Experiência
O que estará em alta no mundo da gastronomia em 2020
Comer em frente ao computador durante o dia, brindar com os amigos à noite. A sequência é mais familiar do que queremos admitir. É fato que o cotidiano acelerado tem mudado nossa maneira de comer, mas o que isso significa para o setor de alimentação?
Aura de “lugar para encontros” dos restaurantes se intensifica e a corda bamba entre comer por necessidade fisiológica ou função social se torna menos trêmula.
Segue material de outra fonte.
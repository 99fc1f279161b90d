use std::io;
use std::path::PathBuf;

use sweep_core::error::WatchdogConfigError;
use thiserror::Error;

/// Failures surfaced by the host binary.
#[derive(Debug, Error)]
pub enum HostError {
    #[error("{}: {source}", path.display())]
    Io {
        path: PathBuf,
        #[source]
        source: io::Error,
    },
    #[error("invalid configuration in {}: {source}", path.display())]
    Config {
        path: PathBuf,
        #[source]
        source: toml::de::Error,
    },
    #[error("unknown channel type `{0}` (expected AWGN, TDL-A, TDL-B or TDL-C)")]
    UnknownChannel(String),
    #[error("invalid [watchdog] section: {0}")]
    Watchdog(#[from] WatchdogConfigError),
    #[error("csv output failed: {0}")]
    Csv(#[from] csv::Error),
}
Passamos a ter consciência de que algumas refeições serão “apenas” para nos nutrir, enquanto outras, menos frequentes, serão fontes de prazer e de compartilhamento com família e amigos, seja no salão de um restaurante ou preparando uma massa com molho feitas do zero em casa.
Conveniência é a principal palavra para estabelecimentos de alimentação em 2020. “As pessoas querem comer bem, mas sem ter muito trabalho. As marcas trabalham isto com serviços de entrega, modelos de assinatura, lojas com horários alternativos, embalagens inteligentes, entre outros”, enumera Daniela Yazigi, especialista da empresa de previsão e análises de tendências da WGSN. Espaços híbridos, que reúnem um café, uma atividade cultural e uma loja de insumos e utensílios, aumentarão em quantidade.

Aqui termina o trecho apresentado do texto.